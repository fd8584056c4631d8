//! Object types.

use schemalink_foundation::{Name, Provenance};

use super::atom::fill;
use super::{PointerMap, SourceIndex};

/// Attributes of a concept. `None` means "not set here".
#[derive(Clone, Debug, Default, PartialEq, Eq)]
pub struct ConceptAttrs {
    /// Title.
    pub title: Option<String>,
    /// Description.
    pub description: Option<String>,
    /// Abstract concepts cannot be instantiated. Not inherited.
    pub is_abstract: Option<bool>,
    /// Final concepts cannot be extended. Not inherited.
    pub is_final: Option<bool>,
}

impl ConceptAttrs {
    /// Fills unset inheritable attributes from `base`.
    pub fn inherit(&mut self, base: &ConceptAttrs) {
        fill(&mut self.title, &base.title);
        fill(&mut self.description, &base.description);
    }
}

/// An object type.
#[derive(Clone, Debug)]
pub struct Concept {
    /// Qualified name.
    pub name: Name,
    /// Bases, in declaration order.
    pub bases: Vec<Name>,
    /// Attributes as declared.
    pub own: ConceptAttrs,
    /// Attributes after merging.
    pub attrs: ConceptAttrs,
    /// Pointers declared on this concept.
    pub own_pointers: PointerMap,
    /// Declared and inherited pointers.
    pub pointers: PointerMap,
    /// Indexes declared on this concept.
    pub own_indexes: Vec<SourceIndex>,
    /// Declared and inherited indexes.
    pub indexes: Vec<SourceIndex>,
    /// Where the concept was declared.
    pub provenance: Provenance,
    /// Set once the linearizer has merged this concept.
    pub merged: bool,
}

impl Concept {
    /// Creates a concept with no bases.
    #[must_use]
    pub fn new(name: Name, provenance: Provenance) -> Self {
        Self {
            name,
            bases: Vec::new(),
            own: ConceptAttrs::default(),
            attrs: ConceptAttrs::default(),
            own_pointers: PointerMap::new(),
            pointers: PointerMap::new(),
            own_indexes: Vec::new(),
            indexes: Vec::new(),
            provenance,
            merged: false,
        }
    }

    /// Sets the declared attributes.
    #[must_use]
    pub fn with_attrs(mut self, attrs: ConceptAttrs) -> Self {
        self.own = attrs;
        self
    }

    /// Records a pointer declaration under its generic name.
    pub fn add_pointer(&mut self, pointer: Name, declaration: Name) {
        let decls = self.own_pointers.entry(pointer).or_default();
        if !decls.contains(&declaration) {
            decls.push(declaration);
        }
    }

    /// Returns true if abstract.
    #[must_use]
    pub fn is_abstract(&self) -> bool {
        self.attrs.is_abstract.or(self.own.is_abstract).unwrap_or(false)
    }

    /// Returns true if final.
    #[must_use]
    pub fn is_final(&self) -> bool {
        self.attrs.is_final.or(self.own.is_final).unwrap_or(false)
    }
}
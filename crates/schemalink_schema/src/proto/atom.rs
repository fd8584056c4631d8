//! Scalar types.

use schemalink_foundation::{Name, Provenance, RawMap};

use crate::constraint::ConstraintSet;
use crate::default::DefaultSpec;

/// Attributes of an atom. `None` means "not set here".
#[derive(Clone, Debug, Default, PartialEq)]
pub struct AtomAttrs {
    /// Default values.
    pub default: Option<Vec<DefaultSpec>>,
    /// Title.
    pub title: Option<String>,
    /// Description.
    pub description: Option<String>,
    /// Abstract atoms cannot hold values. Not inherited.
    pub is_abstract: Option<bool>,
    /// Final atoms cannot be extended. Not inherited.
    pub is_final: Option<bool>,
    /// Free-form attributes.
    pub attributes: Option<RawMap>,
}

impl AtomAttrs {
    /// Fills unset inheritable attributes from `base`.
    pub fn inherit(&mut self, base: &AtomAttrs) {
        fill(&mut self.default, &base.default);
        fill(&mut self.title, &base.title);
        fill(&mut self.description, &base.description);
        fill(&mut self.attributes, &base.attributes);
    }
}

pub(crate) fn fill<T: Clone>(slot: &mut Option<T>, base: &Option<T>) {
    if slot.is_none() {
        slot.clone_from(base);
    }
}

/// A scalar type.
#[derive(Clone, Debug)]
pub struct Atom {
    /// Qualified name.
    pub name: Name,
    /// Base atom.
    pub base: Option<Name>,
    /// Attributes as declared.
    pub own: AtomAttrs,
    /// Attributes after merging with the base.
    pub attrs: AtomAttrs,
    /// Constraints as declared.
    pub own_constraints: ConstraintSet,
    /// Constraints after merging with the base.
    pub constraints: ConstraintSet,
    /// Generated for inline pointer constraints.
    pub automatic: bool,
    /// Where the atom was declared.
    pub provenance: Provenance,
    /// Set once the linearizer has merged this atom.
    pub merged: bool,
}

impl Atom {
    /// Creates an atom with no base and no attributes.
    #[must_use]
    pub fn new(name: Name, provenance: Provenance) -> Self {
        Self {
            name,
            base: None,
            own: AtomAttrs::default(),
            attrs: AtomAttrs::default(),
            own_constraints: ConstraintSet::new(),
            constraints: ConstraintSet::new(),
            automatic: false,
            provenance,
            merged: false,
        }
    }

    /// Sets the base.
    #[must_use]
    pub fn with_base(mut self, base: Name) -> Self {
        self.base = Some(base);
        self
    }

    /// Sets the declared attributes.
    #[must_use]
    pub fn with_attrs(mut self, attrs: AtomAttrs) -> Self {
        self.own = attrs;
        self
    }

    /// Sets the declared constraints.
    #[must_use]
    pub fn with_constraints(mut self, constraints: ConstraintSet) -> Self {
        self.own_constraints = constraints;
        self
    }

    /// Returns true if abstract.
    #[must_use]
    pub fn is_abstract(&self) -> bool {
        self.attrs.is_abstract.or(self.own.is_abstract).unwrap_or(false)
    }

    /// Returns true if final.
    #[must_use]
    pub fn is_final(&self) -> bool {
        self.attrs.is_final.or(self.own.is_final).unwrap_or(false)
    }
}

───

» ABOUT THIS TASK
Everything from the first line of the material through the line containing "An object type." is to be printed exactly; lines after that are to be left out.

» YOUR RESPONSE
repository fd8584056c4631d8
//! Object types.

use schemalink_foundation::{Name, Provenance};

use super::atom::fill;
use super::{PointerMap, SourceIndex};

/// Attributes of a concept. `None` means "not set here".
#[derive(Clone, Debug, Default, PartialEq, Eq)]
pub struct ConceptAttrs {
    /// Title.
    pub title: Option<String>,
    /// Description.
    pub description: Option<String>,
    /// Abstract concepts cannot be instantiated. Not inherited.
    pub is_abstract: Option<bool>,
    /// Final concepts cannot be extended. Not inherited.
    pub is_final: Option<bool>,
}

impl ConceptAttrs {
    /// Fills unset inheritable attributes from `base`.
    pub fn inherit(&mut self, base: &ConceptAttrs) {
        fill(&mut self.title, &base.title);
        fill(&mut self.description, &base.description);
    }
}

/// An object type.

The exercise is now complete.